__YOUR GOAL__.
Using the records below, repeat exactly the lines from the one holding "self.worked += 1;" through the one holding "is reported |", both ends included, and no others.

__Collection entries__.
════════════════

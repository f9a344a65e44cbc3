//! Job arena.
//!
//! All jobs are built once, up front, and live until the simulation ends.
//! Processors and rankings refer to sub-units through [`UnitRef`] handles
//! (job index + sub-unit index), so no sub-unit ever outlives its job.

use serde::{Deserialize, Serialize};

use super::{Job, JobSpec, Progress, SubUnit, Tick};
use crate::error::{Result, SimError};

/// Handle to one sub-unit: its job's arena index and its position in that job.
#[derive(Debug, Clone, Copy, PartialEq, Eq, Hash, PartialOrd, Ord, Serialize, Deserialize)]
pub struct UnitRef {
    /// Index of the parent job in the arena.
    pub job: usize,
    /// Index of the sub-unit within the job.
    pub unit: usize,
}

impl UnitRef {
    /// Creates a handle.
    pub fn new(job: usize, unit: usize) -> Self {
        Self { job, unit }
    }
}

/// Owning arena of every job in a run, in process-list order.
#[derive(Debug, Clone, Default, Serialize, Deserialize)]
pub struct Workload {
    jobs: Vec<Job>,
}

impl Workload {
    /// Builds every job from its spec, splitting parallel jobs for `processors` lanes.
    ///
    /// # Errors
    /// - [`SimError::Configuration`] if `processors` is zero.
    /// - [`SimError::ResourceExhaustion`] if the arena or any sub-unit list
    ///   cannot be allocated; everything built so far is dropped.
    pub fn build(specs: &[JobSpec], processors: usize) -> Result<Self> {
        if processors == 0 {
            return Err(SimError::Configuration("no processor to be made".into()));
        }

        let mut jobs = Vec::new();
        jobs.try_reserve_exact(specs.len()).map_err(|e| {
            SimError::ResourceExhaustion(format!("job list ({} jobs): {e}", specs.len()))
        })?;
        for spec in specs {
            jobs.push(Job::build(spec, processors)?);
        }

        Ok(Self { jobs })
    }

    /// Number of jobs.
    pub fn len(&self) -> usize {
        self.jobs.len()
    }

    /// Whether the arena holds no jobs.
    pub fn is_empty(&self) -> bool {
        self.jobs.is_empty()
    }

    /// All jobs, in process-list order.
    pub fn jobs(&self) -> &[Job] {
        &self.jobs
    }

    /// The job at arena index `index`.
    pub fn job(&self, index: usize) -> &Job {
        &self.jobs[index]
    }

    pub(crate) fn job_mut(&mut self, index: usize) -> &mut Job {
        &mut self.jobs[index]
    }

    /// The sub-unit behind a handle.
    pub fn unit(&self, r: UnitRef) -> &SubUnit {
        &self.jobs[r.job].sub_units()[r.unit]
    }

    /// The job owning a sub-unit.
    pub fn parent(&self, r: UnitRef) -> &Job {
        &self.jobs[r.job]
    }

    /// Work left on a sub-unit.
    pub fn remaining(&self, r: UnitRef) -> u64 {
        self.unit(r).remaining()
    }

    /// Waiting time of a sub-unit at `now`, measured from its parent's arrival.
    pub fn waiting_time(&self, r: UnitRef, now: Tick) -> i64 {
        self.unit(r).waiting_time(self.parent(r).arrival(), now)
    }

    /// Performs one tick of work on a sub-unit.
    pub fn advance(&mut self, r: UnitRef, now: Tick) -> Progress {
        self.jobs[r.job].sub_unit_mut(r.unit).advance(now)
    }

    /// Arena indices of jobs arriving exactly at `now`, in process-list order.
    pub fn arrivals_at(&self, now: Tick) -> impl Iterator<Item = usize> + '_ {
        self.jobs
            .iter()
            .enumerate()
            .filter(move |(_, job)| job.arrival() == now)
            .map(|(index, _)| index)
    }

    /// Handles to every sub-unit of a job, in local-id order.
    pub fn unit_refs(&self, job: usize) -> impl Iterator<Item = UnitRef> {
        (0..self.jobs[job].sub_units().len()).map(move |unit| UnitRef::new(job, unit))
    }
}
//! Sub-unit model.
//!
//! A sub-unit is the smallest schedulable piece of work: the thing a
//! processor actually runs. Sequential jobs own exactly one; parallel jobs
//! own one per processor they are split across.
//!
//! The parent job is reached through the [`UnitRef`](super::UnitRef) that
//! processors hold, never through the sub-unit itself.

use serde::{Deserialize, Serialize};

use super::Tick;

/// One fragment of a job's work.
#[derive(Debug, Clone, PartialEq, Eq, Serialize, Deserialize)]
pub struct SubUnit {
    /// Position within the parent job (0-indexed).
    pub local_id: u32,
    /// Ticks of work this fragment needs.
    pub exec_time: u64,
    /// Ticks of work done so far (`0..=exec_time`).
    worked: u64,
    /// Tick on which `worked` first reached `exec_time`.
    completion: Option<Tick>,
}

/// Outcome of advancing a sub-unit by one tick.
#[derive(Debug, Clone, Copy, PartialEq, Eq)]
pub enum Progress {
    /// One tick of work done; more remains.
    Worked,
    /// The last tick of work was done in this call.
    Completed,
    /// Nothing left to do; the call was a no-op.
    AlreadyFinished,
}

impl SubUnit {
    /// Creates a fresh sub-unit.
    pub fn new(local_id: u32, exec_time: u64) -> Self {
        Self {
            local_id,
            exec_time,
            worked: 0,
            completion: None,
        }
    }

    /// Ticks of work done so far.
    pub fn worked(&self) -> u64 {
        self.worked
    }

    /// Ticks of work left.
    #[inline]
    pub fn remaining(&self) -> u64 {
        self.exec_time - self.worked
    }

    /// Whether all work is done.
    #[inline]
    pub fn is_finished(&self) -> bool {
        self.remaining() == 0
    }

    /// Tick on which this sub-unit finished, once it has.
    pub fn completion(&self) -> Option<Tick> {
        self.completion
    }

    /// Performs one tick of work at `now`.
    ///
    /// The completion tick is recorded exactly once, on the call that
    /// does the final tick of work.
    pub fn advance(&mut self, now: Tick) -> Progress {
        if self.worked >= self.exec_time {
            return Progress::AlreadyFinished;
        }

        self.worked += 1;
        if self.worked == self.exec_time {
            self.completion = Some(now);
            Progress::Completed
        } else {
            Progress::Worked
        }
    }

    /// Time spent waiting since the parent arrived: `now - arrival - worked`.
    ///
    /// Negative before the parent's arrival; callers only ask for arrived work.
    pub fn waiting_time(&self, parent_arrival: Tick, now: Tick) -> i64 {
        now as i64 - parent_arrival as i64 - self.worked as i64
    }
}
//! Simulation driver.
//!
//! Advances a discrete clock one tick at a time. Each tick the active
//! strategy places new arrivals, completed jobs are detected, every
//! processor steps, and the tick's trace events are collected.
//!
//! # State Machine
//!
//! | State | Meaning | Transition |
//! |-------|---------|-----------|
//! | `Running` | some job unfinished | to `Terminal` when the last job is reported |
//! | `Terminal` | every job reported | none |
//!
//! A job is reported finished on the tick after its last sub-unit did its
//! final tick of work, when the processor holding it is inspected.
//! Only dispatches produce running events; a processor that keeps working
//! on the same sub-unit stays silent.

mod driver;
mod report;
mod trace;

pub use driver::{SimState, Simulation, TickReport};
pub use report::SimulationReport;
pub use trace::TraceEvent;
//! Discrete-time multi-processor scheduling simulator.
//!
//! Reads a static process list, splits parallelizable jobs into
//! per-processor sub-units, and steps a set of simulated processors one
//! tick at a time under a pluggable dispatching strategy. Produces a
//! per-tick trace and turnaround/overhead statistics.
//!
//! # Modules
//!
//! - **`models`**: Domain types: `Job`, `SubUnit`, `Processor`, and the
//!   `Workload` arena that owns them
//! - **`container`**: `OrderedList`, the positional sequence behind queues
//!   and rankings
//! - **`dispatching`**: `SchedulingStrategy` and the two built-in strategies
//! - **`simulation`**: The tick loop, trace events, and final report
//! - **`input`**: Process-list parsing
//! - **`validation`**: Input integrity checks (duplicate IDs, empty jobs)
//! - **`config`**: Run configuration
//! - **`generator`**: Seeded random workloads
//!
//! # Example
//!
//! ```
//! use procsim::dispatching::StrategyKind;
//! use procsim::input::parse_process_list;
//! use procsim::simulation::Simulation;
//!
//! let specs = parse_process_list("0 1 4 p\n").unwrap();
//! let mut sim = Simulation::new(&specs, 2, StrategyKind::default()).unwrap();
//!
//! let mut trace = Vec::new();
//! let report = sim.run(|event| trace.push(event.to_string()));
//!
//! assert_eq!(trace.len(), 3);
//! assert_eq!(report.makespan, 3);
//! ```
//!
//! # References
//!
//! - Arpaci-Dusseau & Arpaci-Dusseau (2018), "Operating Systems: Three Easy
//!   Pieces", Ch. 7 (STCF and turnaround time) and Ch. 10 (multiprocessor scheduling)
//! - Silberschatz, Galvin & Gagne (2018), "Operating System Concepts", Ch. 5:
//!   CPU Scheduling

pub mod config;
pub mod container;
pub mod dispatching;
pub mod error;
pub mod generator;
pub mod input;
pub mod models;
pub mod simulation;
pub mod validation;

pub use error::{Result, SimError};
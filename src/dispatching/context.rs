//! Dispatching context passed to strategies.

use crate::models::{Tick, Workload};

/// Read-only view of the run at the moment a strategy is consulted.
///
/// Strategies reorder queues but never do work, so the arena is borrowed
/// immutably for the whole scheduling pass.
#[derive(Debug, Clone, Copy)]
pub struct DispatchContext<'a> {
    /// Current tick.
    pub now: Tick,
    /// Every job of the run.
    pub workload: &'a Workload,
}

impl<'a> DispatchContext<'a> {
    /// Creates a context at `now`.
    pub fn at_time(now: Tick, workload: &'a Workload) -> Self {
        Self { now, workload }
    }
}
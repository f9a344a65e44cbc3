//! Input validation for process lists.
//!
//! Checks the parsed job specs before any job is split or any processor
//! is built. Detects:
//! - Duplicate job IDs
//! - Jobs with zero execution time
//!
//! A zero-length job would never put a sub-unit on a processor that could
//! complete, and its overhead ratio is undefined.

use std::collections::HashSet;
use std::fmt;

use tracing::warn;

use crate::models::JobSpec;

/// Validation result.
pub type ValidationResult = Result<(), Vec<ValidationError>>;

/// A validation error.
#[derive(Debug, Clone, PartialEq)]
pub struct ValidationError {
    /// Error category.
    pub kind: ValidationErrorKind,
    /// Human-readable description.
    pub message: String,
}

/// Categories of validation errors.
#[derive(Debug, Clone, PartialEq, Eq)]
pub enum ValidationErrorKind {
    /// Two jobs share the same ID.
    DuplicateId,
    /// A job declares no work.
    ZeroExecTime,
}

impl ValidationError {
    pub(crate) fn new(kind: ValidationErrorKind, message: impl Into<String>) -> Self {
        Self {
            kind,
            message: message.into(),
        }
    }
}

impl fmt::Display for ValidationError {
    fn fmt(&self, f: &mut fmt::Formatter<'_>) -> fmt::Result {
        f.write_str(&self.message)
    }
}

/// Validates a parsed process list.
///
/// # Returns
/// `Ok(())` if all checks pass, `Err(errors)` with every detected issue.
pub fn validate_jobs(specs: &[JobSpec]) -> ValidationResult {
    let mut errors = Vec::new();
    let mut ids = HashSet::new();

    for spec in specs {
        if !ids.insert(spec.id) {
            errors.push(ValidationError::new(
                ValidationErrorKind::DuplicateId,
                format!("Duplicate job ID: {}", spec.id),
            ));
        }

        if spec.exec_time == 0 {
            errors.push(ValidationError::new(
                ValidationErrorKind::ZeroExecTime,
                format!("Job {} has zero execution time", spec.id),
            ));
        }
    }

    if errors.is_empty() {
        Ok(())
    } else {
        warn!(issues = errors.len(), "process list rejected");
        Err(errors)
    }
}
//! Job model.
//!
//! A job is a unit of work from the process list: an arrival tick, a
//! declared execution time, and whether it may be split across processors.
//! The job owns its sub-units; the sub-units are what processors run.
//!
//! # Parallel Split
//!
//! A parallelizable job with execution time `e` on `p` processors becomes
//! `k = min(p, e)` sub-units, each with `1 + ceil(e / p)` ticks when
//! `p <= e`, or `2` ticks otherwise. The extra tick per fragment is a
//! synchronization allowance, so total sub-unit work exceeds `e`.

use serde::{Deserialize, Serialize};

use super::{JobId, SubUnit, Tick};
use crate::error::{Result, SimError};

/// Whether a job may be split across processors.
#[derive(Debug, Clone, Copy, PartialEq, Eq, Serialize, Deserialize)]
pub enum ExecutionMode {
    /// Runs as a single sub-unit.
    Sequential,
    /// Split into one sub-unit per processor (bounded by execution time).
    Parallel,
}

impl ExecutionMode {
    /// Maps a process-list tag: `"p"` is parallel, anything else sequential.
    pub fn from_tag(tag: &str) -> Self {
        if tag == "p" {
            Self::Parallel
        } else {
            Self::Sequential
        }
    }

    /// The canonical process-list tag.
    pub fn as_tag(&self) -> &'static str {
        match self {
            Self::Parallel => "p",
            Self::Sequential => "n",
        }
    }
}

/// A job as declared in the process list, before it is split.
#[derive(Debug, Clone, PartialEq, Eq, Serialize, Deserialize)]
pub struct JobSpec {
    /// Unique job identifier (the `pid` column).
    pub id: JobId,
    /// Tick on which the job becomes visible to the scheduler.
    pub arrival: Tick,
    /// Declared execution time in ticks.
    pub exec_time: u64,
    /// Sequential or parallelizable.
    pub mode: ExecutionMode,
}

impl JobSpec {
    /// Creates a sequential job spec.
    pub fn new(id: JobId, arrival: Tick, exec_time: u64) -> Self {
        Self {
            id,
            arrival,
            exec_time,
            mode: ExecutionMode::Sequential,
        }
    }

    /// Marks the job as parallelizable.
    pub fn parallel(mut self) -> Self {
        self.mode = ExecutionMode::Parallel;
        self
    }

    /// Sets the execution mode.
    pub fn with_mode(mut self, mode: ExecutionMode) -> Self {
        self.mode = mode;
        self
    }
}

/// A job and the sub-units it was split into.
#[derive(Debug, Clone, Serialize, Deserialize)]
pub struct Job {
    id: JobId,
    arrival: Tick,
    exec_time: u64,
    mode: ExecutionMode,
    sub_units: Vec<SubUnit>,
    finished_at: Option<Tick>,
}

impl Job {
    /// Builds a job from its spec, splitting it for `processors` lanes.
    ///
    /// # Errors
    /// [`SimError::ResourceExhaustion`] if the sub-unit list cannot be allocated.
    pub fn build(spec: &JobSpec, processors: usize) -> Result<Self> {
        let (count, slice) = match spec.mode {
            ExecutionMode::Parallel => parallel_split(spec.exec_time, processors as u64),
            ExecutionMode::Sequential => (1, spec.exec_time),
        };

        let mut sub_units = Vec::new();
        sub_units.try_reserve_exact(count as usize).map_err(|e| {
            SimError::ResourceExhaustion(format!(
                "sub-units for job {} ({count} requested): {e}",
                spec.id
            ))
        })?;
        sub_units.extend((0..count).map(|i| SubUnit::new(i as u32, slice)));

        Ok(Self {
            id: spec.id,
            arrival: spec.arrival,
            exec_time: spec.exec_time,
            mode: spec.mode,
            sub_units,
            finished_at: None,
        })
    }

    /// Job identifier.
    pub fn id(&self) -> JobId {
        self.id
    }

    /// Arrival tick.
    pub fn arrival(&self) -> Tick {
        self.arrival
    }

    /// Declared execution time (not the inflated sub-unit total).
    pub fn exec_time(&self) -> u64 {
        self.exec_time
    }

    /// Declared execution mode.
    pub fn mode(&self) -> ExecutionMode {
        self.mode
    }

    /// Whether the job actually runs as more than one sub-unit.
    ///
    /// A parallel job of length 1 still has a single fragment.
    pub fn is_split(&self) -> bool {
        self.sub_units.len() > 1
    }

    /// The job's sub-units, in local-id order.
    pub fn sub_units(&self) -> &[SubUnit] {
        &self.sub_units
    }

    pub(crate) fn sub_unit_mut(&mut self, index: usize) -> &mut SubUnit {
        &mut self.sub_units[index]
    }

    /// Execution time of the first sub-unit; the arrival ranking key.
    pub fn first_exec_time(&self) -> u64 {
        self.sub_units.first().map_or(0, |u| u.exec_time)
    }

    /// Work left across all sub-units.
    pub fn remaining(&self) -> u64 {
        self.sub_units.iter().map(SubUnit::remaining).sum()
    }

    /// Whether every sub-unit is finished.
    pub fn is_complete(&self) -> bool {
        self.sub_units.iter().all(SubUnit::is_finished)
    }

    /// Latest sub-unit completion minus arrival, plus one.
    ///
    /// `None` until every sub-unit has finished.
    pub fn turnaround_time(&self) -> Option<Tick> {
        let completion = self
            .sub_units
            .iter()
            .map(SubUnit::completion)
            .collect::<Option<Vec<_>>>()?
            .into_iter()
            .max()?;
        Some(completion.saturating_sub(self.arrival) + 1)
    }

    /// Turnaround divided by declared execution time.
    pub fn overhead(&self) -> Option<f64> {
        let turnaround = self.turnaround_time()?;
        if self.exec_time == 0 {
            return None;
        }
        Some(turnaround as f64 / self.exec_time as f64)
    }

    /// Tick on which the driver reported this job finished.
    pub fn finished_at(&self) -> Option<Tick> {
        self.finished_at
    }

    /// Records the finished transition. Returns `false` if it already happened.
    pub(crate) fn mark_finished(&mut self, now: Tick) -> bool {
        if self.finished_at.is_some() {
            return false;
        }
        self.finished_at = Some(now);
        true
    }
}

/// Fragment count and per-fragment length for a parallel job.
fn parallel_split(exec_time: u64, processors: u64) -> (u64, u64) {
    if processors <= exec_time {
        (processors, 1 + exec_time.div_ceil(processors))
    } else {
        (exec_time, 2)
    }
}

#[cfg(test)]
mod tests {
    use super::*;

    #[test]
    fn test_sequential_single_unit() {
        let job = Job::build(&JobSpec::new(1, 0, 5), 4).unwrap();
        assert_eq!(job.sub_units().len(), 1);
        assert_eq!(job.sub_units()[0].exec_time, 5);
        assert_eq!(job.remaining(), 5);
        assert!(!job.is_split());
    }

    #[test]
    fn test_parallel_split_inflates() {
        // 2 processors, 4 ticks: 2 fragments of 1 + ceil(4/2) = 3
        let job = Job::build(&JobSpec::new(1, 0, 4).parallel(), 2).unwrap();
        assert_eq!(job.sub_units().len(), 2);
        assert!(job.sub_units().iter().all(|u| u.exec_time == 3));
        assert_eq!(job.remaining(), 6);
        assert!(job.is_split());

        // 3 processors, 7 ticks: 1 + ceil(7/3) = 4
        let job = Job::build(&JobSpec::new(2, 0, 7).parallel(), 3).unwrap();
        assert_eq!(job.sub_units().len(), 3);
        assert_eq!(job.first_exec_time(), 4);
    }

    #[test]
    fn test_parallel_more_processors_than_work() {
        let job = Job::build(&JobSpec::new(9, 0, 3).parallel(), 8).unwrap();
        assert_eq!(job.sub_units().len(), 3);
        assert!(job.sub_units().iter().all(|u| u.exec_time == 2));
        let ids: Vec<u32> = job.sub_units().iter().map(|u| u.local_id).collect();
        assert_eq!(ids, vec![0, 1, 2]);
    }

    #[test]
    fn test_parallel_length_one_is_not_split() {
        let job = Job::build(&JobSpec::new(3, 0, 1).parallel(), 4).unwrap();
        assert_eq!(job.sub_units().len(), 1);
        assert!(!job.is_split());
        assert_eq!(job.mode(), ExecutionMode::Parallel);
    }

    #[test]
    fn test_turnaround_uses_latest_completion() {
        let mut job = Job::build(&JobSpec::new(1, 2, 2).parallel(), 2).unwrap();
        assert_eq!(job.turnaround_time(), None);

        // fragment 0 finishes at tick 3, fragment 1 at tick 5
        job.sub_unit_mut(0).advance(2);
        job.sub_unit_mut(0).advance(3);
        job.sub_unit_mut(1).advance(4);
        assert_eq!(job.turnaround_time(), None);
        job.sub_unit_mut(1).advance(5);

        assert!(job.is_complete());
        assert_eq!(job.turnaround_time(), Some(4));
        assert!((job.overhead().unwrap() - 2.0).abs() < 1e-10);
    }

    #[test]
    fn test_mark_finished_once() {
        let mut job = Job::build(&JobSpec::new(1, 0, 1), 1).unwrap();
        assert!(job.mark_finished(3));
        assert!(!job.mark_finished(4));
        assert_eq!(job.finished_at(), Some(3));
    }

    #[test]
    fn test_tag_mapping() {
        assert_eq!(ExecutionMode::from_tag("p"), ExecutionMode::Parallel);
        assert_eq!(ExecutionMode::from_tag("n"), ExecutionMode::Sequential);
        assert_eq!(ExecutionMode::from_tag("P"), ExecutionMode::Sequential);
        assert_eq!(ExecutionMode::Parallel.as_tag(), "p");
    }
}
// Copyright (c) 2025 Fabstir
// SPDX-License-Identifier: BUSL-1.1
//! Level 0 backend: plain HTTP request, no JavaScript

use async_trait::async_trait;
use reqwest::Client;
use std::time::Duration;
use tokio_util::sync::CancellationToken;
use tracing::debug;

use super::backend::FetchBackend;
use super::quality::{is_bad_content, sniff_html};
use super::types::{FetchError, PayloadFormat, RawPage};

/// Desktop browser user agent; many sites serve block pages to bot agents
pub const BROWSER_USER_AGENT: &str = "Mozilla/5.0 (Windows NT 10.0; Win64; x64) AppleWebKit/537.36 \
     (KHTML, like Gecko) Chrome/120.0.0.0 Safari/537.36";

/// Fast request/response fetcher
pub struct HttpFetcher {
    client: Client,
    timeout: Duration,
}

impl HttpFetcher {
    /// Create a fetcher with a per-request timeout
    pub fn new(timeout: Duration) -> Result<Self, FetchError> {
        let client = Client::builder()
            .timeout(timeout)
            .user_agent(BROWSER_USER_AGENT)
            .redirect(reqwest::redirect::Policy::limited(5))
            .build()
            .map_err(|e| FetchError::Transport(format!("failed to create HTTP client: {}", e)))?;

        Ok(Self { client, timeout })
    }

    /// Classify a payload by its declared type, falling back to the body
    fn detect_format(content_type: Option<&str>, body: &str) -> PayloadFormat {
        match content_type {
            Some(ct) if ct.contains("html") || ct.contains("xml") => PayloadFormat::Html,
            Some(ct) if ct.starts_with("text/") && !sniff_html(body) => PayloadFormat::Text,
            _ => PayloadFormat::Html,
        }
    }
}

#[async_trait]
impl FetchBackend for HttpFetcher {
    async fn fetch(&self, url: &str, cancel: &CancellationToken) -> Result<RawPage, FetchError> {
        let timeout_ms = self.timeout.as_millis() as u64;

        let request = async {
            let response = self
                .client
                .get(url)
                .send()
                .await
                .map_err(|e| FetchError::from_reqwest(&e, url, timeout_ms))?;

            let status = response.status();
            let final_url = response.url().to_string();
            let content_type = response
                .headers()
                .get(reqwest::header::CONTENT_TYPE)
                .and_then(|v| v.to_str().ok())
                .map(|s| s.to_lowercase());

            if status.as_u16() == 429 {
                let retry_after_secs = response
                    .headers()
                    .get(reqwest::header::RETRY_AFTER)
                    .and_then(|v| v.to_str().ok())
                    .and_then(|s| s.trim().parse().ok());
                return Err(FetchError::RateLimited {
                    backend: self.name().to_string(),
                    retry_after_secs,
                });
            }
            if !status.is_success() {
                return Err(FetchError::HttpStatus {
                    status: status.as_u16(),
                    url: url.to_string(),
                });
            }

            let body = response
                .text()
                .await
                .map_err(|e| FetchError::from_reqwest(&e, url, timeout_ms))?;

            Ok(RawPage {
                url: final_url,
                status: status.as_u16(),
                format: Self::detect_format(content_type.as_deref(), &body),
                content_type,
                body,
            })
        };

        // Dropping the request future aborts the connection
        let page = tokio::select! {
            biased;
            _ = cancel.cancelled() => return Err(FetchError::Cancelled(url.to_string())),
            page = request => page?,
        };

        if page.body.trim().is_empty() {
            return Err(FetchError::EmptyPayload(url.to_string()));
        }
        if is_bad_content(&page.body, page.status) {
            debug!("Bad content from {} ({} bytes)", url, page.body.len());
            return Err(FetchError::BadContent(url.to_string()));
        }

        Ok(page)
    }

    fn name(&self) -> &'static str {
        "http"
    }
}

════════════════

__YOUR RESPONSE__.
        self.worked += 1;
        if self.worked == self.exec_time {
            self.completion = Some(now);
            Progress::Completed
        } else {
            Progress::Worked
        }
    }

    /// Time spent waiting since the parent arrived: `now - arrival - worked`.
    ///
    /// Negative before the parent's arrival; callers only ask for arrived work.
    pub fn waiting_time(&self, parent_arrival: Tick, now: Tick) -> i64 {
        now as i64 - parent_arrival as i64 - self.worked as i64
    }
}
//! Simulation driver.
//!
//! Advances a discrete clock one tick at a time. Each tick the active
//! strategy places new arrivals, completed jobs are detected, every
//! processor steps, and the tick's trace events are collected.
//!
//! # State Machine
//!
//! | State | Meaning | Transition |
//! |-------|---------|-----------|
//! | `Running` | some job unfinished | to `Terminal` when the last job is reported |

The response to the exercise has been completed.